ALGUNAS RAZONES INCONFESABLES DEL \
La xenofobia, el paro y el miedo al futuro han confluido en el rechazo a la Constitución en el referéndum de Francia
En la última década los políticos han dicho que todo lo malo era culpa de Europa
En los últimos dos meses los franceses se han mirado en el espejo de Europa y no les ha gustado la imagen que les devolvía. La intensidad de la campaña, la agresividad de los partidarios de una u otra opción, el análisis minucioso y contradictorio del texto que se disponían a votar en referéndum parecían indicar que, al contrario de otros países europeos, Francia sí que se tomaba en serio el Tratado Constitucional; sí que se interesaba en la construcción europea.
Pero ésta no es toda la verdad. Las razones para el sí estuvieron siempre claras, incluso si provenían de campos tan opuestos como el del presidente de la República, Jacques Chirac, o del Partido Socialista, que incluso realizó una votación interna para fijar su postura, aunque luego se revelara inútil. Las razones del no, en cambio, fueron muchas y diversas, e incluso algunas se colaron de rondón enmascaradas.
El malestar social, lo que se bautizó como la grogne [descontento] social, se compone de un desempleo persistente, estructural, en torno a un 10% de la población; la bajada del poder adquisitivo, resultado en parte de la famosa semana laboral de 35 horas que una vez instaurada sirvió a los patrones para negociar a la baja los convenios con el obvio argumento de que cómo iban a subir los salarios si se trabajaban menos horas; el reflejo igualitarista de la sociedad francesa, sangrando ante los ejemplos de la desmesura del modelo económico, viendo cómo el patrón de Carrefour, Daniel Bernard, se llevaba una indemnización de 39 millones de euros al ser despedido precisamente por sus malos resultados o, por poner el ejemplo más notorio, cómo el ministro de Economía, Hervé Gaymard, que había acusado a los franceses de estar "enganchados al dinero público", se pagaba un apartamento de 600 metros cuadrados en la calle más cara de París con un alquiler de 14.000 euros al mes a costa del erario público.
En el fondo de todo ello late un temor ante el futuro y la nostalgia idealizada de un tiempo, tal vez inexistente, que se sitúa en torno a la década de 1970, en el que Francia era lo más parecido al paraíso y que la mundialización y Europa han dinamitado. Y no es de extrañar, porque especialmente durante la última década el presidente Jacques Chirac -y por extensión, toda la clase política- les ha dicho a los franceses que todo lo malo que les sucedía era culpa de Europa.
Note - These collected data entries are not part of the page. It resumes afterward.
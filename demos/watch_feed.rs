use trendhub::config::{Config, Strategy};
use trendhub::services::feed_service::FeedService;

#[tokio::main]
async fn main() -> Result<(), Box<dyn std::error::Error>> {
    // 创建行情服务（JSON接口策略）
    let config = Config::new(Strategy::JsonApi);
    let service = FeedService::new(config)?;

    // 获取一批趋势数据；失败时自动降级为样例数据
    let batch = service.current_batch().await;

    println!("数据来源: {}", batch.source);
    println!(
        "{:<6} {:<10} {:<18} {:<10} {:<16} {:<10}",
        "Rank", "Ticker", "Messages", "Change", "Trending Since", "Updated"
    );
    println!("{:-<76}", "");

    for record in &batch.records {
        println!(
            "{:<6} {:<10} {:<18} {:<10} {:<16} {:<10}",
            record.rank, record.ticker, record.messages, record.change, record.since,
            record.captured_at
        );
    }

    // 柱状图数据：消息量规整为原始数值
    println!("\n规整后的消息量:");
    for (ticker, volume) in batch.volume_series() {
        println!("{:<10} {:.0}", ticker, volume);
    }

    Ok(())
}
La campaña del no arrancó agitando el espantajo del fontanero polaco, chivo expiatorio que a su vez sirvió para lanzar la batalla contra la famosa directiva de liberalización de servicios, más conocida como directiva Bolkestein, cuyo nombre adquirió sonoridades germánicas -o judías- por arte de magia, cuando en realidad el ex comisario europeo Frits Bolkestein es holandés, hasta el punto de que él mismo denunció la xenofobia francesa y de paso dejó caer que en su segunda residencia del norte de Francia bien venían los fontaneros polacos porque era imposible encontrar un fontanero. Los trabajadores de EDF, la empresa pública francesa de gas y electricidad cuya privatización sigue aplazada, con el uniforme de trabajo y ante las cámaras de televisión, acudieron la casa de Bolkestein y le cortaron los cables de la luz. Y todo el mundo rió.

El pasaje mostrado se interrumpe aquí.